Even though we hadn't planned on doing the Family Bed thing, I'm really loving it and it's working pretty well for the most part, but there are some things I'd like to change or improve upon.

First, DS goes to sleep around 7pm. Since he is fully mobile now, we're kind of afraid to leave him alone on the bed, so my husband and I take turns laying next to him for the first 3-4 hours of the night until one of us comes to bed for the night. I want to continue with our family bed, but I would also like to reclaim the first part of the evening as time for DH and I to either be together or do what we want. Right now DS is nursed to sleep, or helped to sleep with a combo of me nursing and Daddy rocking him if he's having a fussier night. There was a period of time where one of us had to lay next to him not just because we were afraid of leaving him alone, but because he was such a restless sleeper that one of us would have to shush him or pat his back (or I'd nurse him a dozen times) to help him get back to sleep. Nowadays though, he seems like he's finally developing some sleep maturity because he tends to sleep soundly for the first few hours of the night without any help from us. So it seems like a good time to try and get that part of the night back for ourselves.

We actually have a full size crib in our bedroom. But the problem is, we have never had any success transferring him to the crib to sleep once he's been nursed down or rocked down. No matter how carefully we do it, or how long we wait after he initially falls asleep, he always wakes up instantly VERY upset and we have to start the nighttime process all over again. I would love to just be able to put him in the crib and listen for him on the monitor for the first part of the night, then come to bed and bring him to bed at his first nightwaking and let him sleep with us the rest of the night, but that doesn't seem to work for him.

For those of you who do the family bed thing, do you leave them alone for part of the night in the bed? If so, do you take any special precautions? If I listen for him on the monitor, do I really need to worry he'll get hurt if we're not in there with him? I forgot to mention that our king size bed is currently on the floor with no boxspring, but I'd really like to eventually have it on the boxspring again if possible. And we also have his crib mattress next to our mattress on the floor as well. (I had been nursing him down on his own crib mattress to try and get him used to being on the crib mattress, but he generally is not as happy there as on our mattress.) We also haven't really baby-proofed our bedroom, but we could take some time and do it. If he were to wake up without us there, I would guess he's probably fuss a little first which I'd hear on the monitor, before just crawling around and getting into anything dangerous. But I still worry.

If you put them in a pack n' play or crib for the first part of the night, do you have any tricks to getting them to sleep happily there for the first part of the night?

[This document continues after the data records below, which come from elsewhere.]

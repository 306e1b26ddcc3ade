//! Mount command for the castorfs FUSE filesystem.

use std::path::PathBuf;
use std::sync::Arc;

use castor_config::MountConfig;
use castor_core::CastorFs;
use tracing::{debug, info};

use super::account;

/// Mount arguments.
pub struct MountArgs {
    /// Mount point path.
    pub mountpoint: PathBuf,
}

/// Run the mount command. Blocks until the filesystem is unmounted.
pub fn run(config: MountConfig, args: MountArgs) -> Result<(), Box<dyn std::error::Error>> {
    if !args.mountpoint.exists() {
        std::fs::create_dir_all(&args.mountpoint)?;
    }

    // The backend client reads its stager settings from the environment.
    for (key, value) in config.stage_environment() {
        debug!(key, value = %value, "exporting");
        std::env::set_var(key, value);
    }

    account::drop_privileges(config.effective_uid(), config.effective_gid())?;

    info!(
        root = %config.root,
        read_only = config.read_only,
        backend = ?config.backend,
        "starting castorfs"
    );
    let fs = CastorFs::from_config(Arc::new(config))?;
    castor_fuse::mount(fs, &args.mountpoint)?;

    Ok(())
}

Or do you have any special setup that makes it safer to leave them in the bed alone? Like a guardrail or something?

Do any of you who do the family bed have little ones who are bed hogs or squirm incessantly? How do you deal with that?

Also, if you co-sleep or do the family bed, where does your little one nap during the day?

Sorry for such a long, question-filled post! I'd just love any ideas or feedback from those who have a good co-sleeping/family bed situation. Thanks so much!


----------



## Megan73 (May 16, 2007)

We have co-slept with DS2 - now 11 months - since birth. We do put him in his crib at about 7 p.m. for the first part of the night until we go to bed but it can take a couple to tries to get him down and I often find myself going to bed really early to get him back to sleep.
What I would do if I could is put our mattress on the floor and babyproof our bedroom so I could nurse him down and leave him sleeping in our bed.


----------



## motherhendoula (Feb 13, 2009)

Were co-sleeping with our 16 mo old - and yes, we have been leaving alone in our room for months now - he typically goes down around 6 - 7 PM and we go in around 10 - 11PM - if he wakes up, he cries - i go in and nurse him again, he is out in 5 minutes. For naps when DS was that age i would put pillows around him, but same thing - he would yell for me when he woke up and as he got older, he just comes out the bedroom when hes done with his nap. I guess this is where having a small apartment really pays off!

About the crib - i had my first older two in one and they loved it and slept great in it, BUT you need to put him into awake. Thats why it works so well with kids who take a bottle - just put them in and hand them their bottle! I nursed my second son, and he used to go in while he was awake, but barely. Let him stay in teh crib while awake and playing to get used to it - but yea, once baby is used to nursing down to sleep - you probably cant change it! LOL - i wish i could some nights!


----------



## tooraloora (Oct 15, 2010)

I co-sleep with my 17 month old. I do leave him alone for part of the night. Our room is fully DS friendly, the bed is low to the ground, and I taught him to back off the bed shortly after he became mobile. For a brief period, he sat in the middle of the bed and cried for me when he woke up without me, but for awhile now he's been hopping up to come get me. He's only taken the opportunity to explore a couple times, which wasn't really a problem because the unsafe areas are gated off. These days DS takes his naps on the family bed, but before we moved and the layout of the house made that inconvenient, I had a crib mattress I brought into the living room for nap time. He's been able to safely get down from a bed on box springs and a frame since around 11-12 months, so we could probably have a higher bed if I wanted one, but I'm more comfortable sleeping low to the ground at this point.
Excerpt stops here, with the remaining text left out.